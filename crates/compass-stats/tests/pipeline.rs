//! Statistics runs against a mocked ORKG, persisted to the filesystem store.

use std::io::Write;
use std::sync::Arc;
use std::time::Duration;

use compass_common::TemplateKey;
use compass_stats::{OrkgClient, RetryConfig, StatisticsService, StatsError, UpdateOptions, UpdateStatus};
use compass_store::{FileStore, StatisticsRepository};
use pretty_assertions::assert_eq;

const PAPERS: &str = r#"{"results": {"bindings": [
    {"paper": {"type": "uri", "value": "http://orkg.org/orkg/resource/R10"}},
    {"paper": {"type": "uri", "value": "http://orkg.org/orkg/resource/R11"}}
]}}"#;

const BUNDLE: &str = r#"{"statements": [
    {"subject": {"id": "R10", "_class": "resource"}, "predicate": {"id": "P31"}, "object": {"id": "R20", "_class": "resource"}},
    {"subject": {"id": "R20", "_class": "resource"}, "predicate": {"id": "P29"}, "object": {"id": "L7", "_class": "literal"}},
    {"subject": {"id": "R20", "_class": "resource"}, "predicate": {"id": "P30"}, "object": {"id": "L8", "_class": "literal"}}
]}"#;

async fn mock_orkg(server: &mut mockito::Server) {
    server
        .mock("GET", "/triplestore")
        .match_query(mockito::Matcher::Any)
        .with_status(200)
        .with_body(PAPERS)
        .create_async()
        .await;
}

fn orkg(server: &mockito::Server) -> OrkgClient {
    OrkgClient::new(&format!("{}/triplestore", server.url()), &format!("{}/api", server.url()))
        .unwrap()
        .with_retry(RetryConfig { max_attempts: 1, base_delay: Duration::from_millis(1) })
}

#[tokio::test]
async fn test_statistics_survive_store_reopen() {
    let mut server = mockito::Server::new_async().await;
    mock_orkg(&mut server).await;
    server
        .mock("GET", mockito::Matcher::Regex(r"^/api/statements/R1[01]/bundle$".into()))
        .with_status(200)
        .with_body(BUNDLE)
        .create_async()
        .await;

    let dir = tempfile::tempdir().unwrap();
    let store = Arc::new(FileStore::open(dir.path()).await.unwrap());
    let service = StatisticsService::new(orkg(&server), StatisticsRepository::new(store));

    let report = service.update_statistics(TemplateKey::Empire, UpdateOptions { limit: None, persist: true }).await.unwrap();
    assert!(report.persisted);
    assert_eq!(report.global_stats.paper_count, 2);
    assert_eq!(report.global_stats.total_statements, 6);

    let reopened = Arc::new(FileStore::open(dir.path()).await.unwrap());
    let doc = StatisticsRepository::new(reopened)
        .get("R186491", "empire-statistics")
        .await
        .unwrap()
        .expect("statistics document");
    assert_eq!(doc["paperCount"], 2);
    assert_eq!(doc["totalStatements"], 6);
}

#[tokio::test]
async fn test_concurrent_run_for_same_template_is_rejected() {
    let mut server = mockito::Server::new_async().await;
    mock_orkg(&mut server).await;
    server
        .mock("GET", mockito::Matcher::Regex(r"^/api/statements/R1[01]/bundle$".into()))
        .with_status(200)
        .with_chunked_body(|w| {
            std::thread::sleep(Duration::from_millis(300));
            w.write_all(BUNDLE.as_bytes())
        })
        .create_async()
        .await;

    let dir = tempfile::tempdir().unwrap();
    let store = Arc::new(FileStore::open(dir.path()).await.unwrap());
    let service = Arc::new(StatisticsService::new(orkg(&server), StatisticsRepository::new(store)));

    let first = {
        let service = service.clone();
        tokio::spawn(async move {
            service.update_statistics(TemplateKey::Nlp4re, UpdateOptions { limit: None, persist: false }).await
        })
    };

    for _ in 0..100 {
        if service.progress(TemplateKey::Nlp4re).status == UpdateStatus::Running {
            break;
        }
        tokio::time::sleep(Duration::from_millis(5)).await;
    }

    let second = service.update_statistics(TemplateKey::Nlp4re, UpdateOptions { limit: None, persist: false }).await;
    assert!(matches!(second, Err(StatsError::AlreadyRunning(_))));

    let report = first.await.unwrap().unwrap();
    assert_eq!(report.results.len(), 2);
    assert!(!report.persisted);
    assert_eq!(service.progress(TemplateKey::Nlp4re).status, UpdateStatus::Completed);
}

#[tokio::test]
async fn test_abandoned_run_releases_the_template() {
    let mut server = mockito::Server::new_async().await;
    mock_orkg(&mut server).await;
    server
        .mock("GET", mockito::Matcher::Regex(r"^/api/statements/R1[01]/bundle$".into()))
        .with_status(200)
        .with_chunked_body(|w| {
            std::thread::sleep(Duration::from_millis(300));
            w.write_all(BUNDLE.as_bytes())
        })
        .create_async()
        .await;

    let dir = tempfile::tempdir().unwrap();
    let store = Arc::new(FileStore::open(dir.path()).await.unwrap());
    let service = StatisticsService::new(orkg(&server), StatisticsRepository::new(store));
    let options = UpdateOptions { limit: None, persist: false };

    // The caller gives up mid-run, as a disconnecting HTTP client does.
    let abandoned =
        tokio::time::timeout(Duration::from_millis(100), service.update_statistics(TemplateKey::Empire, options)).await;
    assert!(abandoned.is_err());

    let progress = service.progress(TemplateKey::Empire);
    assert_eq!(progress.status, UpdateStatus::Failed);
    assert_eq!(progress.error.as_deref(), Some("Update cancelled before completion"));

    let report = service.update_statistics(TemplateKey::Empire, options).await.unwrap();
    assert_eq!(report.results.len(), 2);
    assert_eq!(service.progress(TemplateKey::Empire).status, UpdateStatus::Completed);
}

********

Recite the full listing above exactly.

filename crates/compass-stats/tests/pipeline.rs
//! Statistics runs against a mocked ORKG, persisted to the filesystem store.

use std::io::Write;
use std::sync::Arc;
use std::time::Duration;

use compass_common::TemplateKey;
use compass_stats::{OrkgClient, RetryConfig, StatisticsService, StatsError, UpdateOptions, UpdateStatus};
use compass_store::{FileStore, StatisticsRepository};
use pretty_assertions::assert_eq;

const PAPERS: &str = r#"{"results": {"bindings": [
    {"paper": {"type": "uri", "value": "http://orkg.org/orkg/resource/R10"}},
    {"paper": {"type": "uri", "value": "http://orkg.org/orkg/resource/R11"}}
]}}"#;

const BUNDLE: &str = r#"{"statements": [
    {"subject": {"id": "R10", "_class": "resource"}, "predicate": {"id": "P31"}, "object": {"id": "R20", "_class": "resource"}},
    {"subject": {"id": "R20", "_class": "resource"}, "predicate": {"id": "P29"}, "object": {"id": "L7", "_class": "literal"}},
    {"subject": {"id": "R20", "_class": "resource"}, "predicate": {"id": "P30"}, "object": {"id": "L8", "_class": "literal"}}
]}"#;

async fn mock_orkg(server: &mut mockito::Server) {
    server
        .mock("GET", "/triplestore")
        .match_query(mockito::Matcher::Any)
        .with_status(200)
        .with_body(PAPERS)
        .create_async()
        .await;
}

fn orkg(server: &mockito::Server) -> OrkgClient {
    OrkgClient::new(&format!("{}/triplestore", server.url()), &format!("{}/api", server.url()))
        .unwrap()
        .with_retry(RetryConfig { max_attempts: 1, base_delay: Duration::from_millis(1) })
}

#[tokio::test]
async fn test_statistics_survive_store_reopen() {
    let mut server = mockito::Server::new_async().await;
    mock_orkg(&mut server).await;
    server
        .mock("GET", mockito::Matcher::Regex(r"^/api/statements/R1[01]/bundle$".into()))
        .with_status(200)
        .with_body(BUNDLE)
        .create_async()
        .await;

    let dir = tempfile::tempdir().unwrap();
    let store = Arc::new(FileStore::open(dir.path()).await.unwrap());
    let service = StatisticsService::new(orkg(&server), StatisticsRepository::new(store));

    let report = service.update_statistics(TemplateKey::Empire, UpdateOptions { limit: None, persist: true }).await.unwrap();
    assert!(report.persisted);
    assert_eq!(report.global_stats.paper_count, 2);
    assert_eq!(report.global_stats.total_statements, 6);

    let reopened = Arc::new(FileStore::open(dir.path()).await.unwrap());
    let doc = StatisticsRepository::new(reopened)
        .get("R186491", "empire-statistics")
        .await
        .unwrap()
        .expect("statistics document");
    assert_eq!(doc["paperCount"], 2);
    assert_eq!(doc["totalStatements"], 6);
}

#[tokio::test]
async fn test_concurrent_run_for_same_template_is_rejected() {
    let mut server = mockito::Server::new_async().await;
    mock_orkg(&mut server).await;
    server
        .mock("GET", mockito::Matcher::Regex(r"^/api/statements/R1[01]/bundle$".into()))
        .with_status(200)
        .with_chunked_body(|w| {
            std::thread::sleep(Duration::from_millis(300));
            w.write_all(BUNDLE.as_bytes())
        })
        .create_async()
        .await;

    let dir = tempfile::tempdir().unwrap();
    let store = Arc::new(FileStore::open(dir.path()).await.unwrap());
    let service = Arc::new(StatisticsService::new(orkg(&server), StatisticsRepository::new(store)));

    let first = {
        let service = service.clone();
        tokio::spawn(async move {
            service.update_statistics(TemplateKey::Nlp4re, UpdateOptions { limit: None, persist: false }).await
        })
    };

    for _ in 0..100 {
        if service.progress(TemplateKey::Nlp4re).status == UpdateStatus::Running {
            break;
        }
        tokio::time::sleep(Duration::from_millis(5)).await;
    }

    let second = service.update_statistics(TemplateKey::Nlp4re, UpdateOptions { limit: None, persist: false }).await;
    assert!(matches!(second, Err(StatsError::AlreadyRunning(_))));

    let report = first.await.unwrap().unwrap();
    assert_eq!(report.results.len(), 2);
    assert!(!report.persisted);
    assert_eq!(service.progress(TemplateKey::Nlp4re).status, UpdateStatus::Completed);
}

#[tokio::test]
async fn test_abandoned_run_releases_the_template() {
    let mut server = mockito::Server::new_async().await;
    mock_orkg(&mut server).await;
    server
        .mock("GET", mockito::Matcher::Regex(r"^/api/statements/R1[01]/bundle$".into()))
        .with_status(200)
        .with_chunked_body(|w| {
            std::thread::sleep(Duration::from_millis(300));
            w.write_all(BUNDLE.as_bytes())
        })
        .create_async()
        .await;

    let dir = tempfile::tempdir().unwrap();
    let store = Arc::new(FileStore::open(dir.path()).await.unwrap());
    let service = StatisticsService::new(orkg(&server), StatisticsRepository::new(store));
    let options = UpdateOptions { limit: None, persist: false };

    // The caller gives up mid-run, as a disconnecting HTTP client does.
    let abandoned =
        tokio::time::timeout(Duration::from_millis(100), service.update_statistics(TemplateKey::Empire, options)).await;
    assert!(abandoned.is_err());

    let progress = service.progress(TemplateKey::Empire);
    assert_eq!(progress.status, UpdateStatus::Failed);
    assert_eq!(progress.error.as_deref(), Some("Update cancelled before completion"));

    let report = service.update_statistics(TemplateKey::Empire, options).await.unwrap();
    assert_eq!(report.results.len(), 2);
    assert_eq!(service.progress(TemplateKey::Empire).status, UpdateStatus::Completed);
}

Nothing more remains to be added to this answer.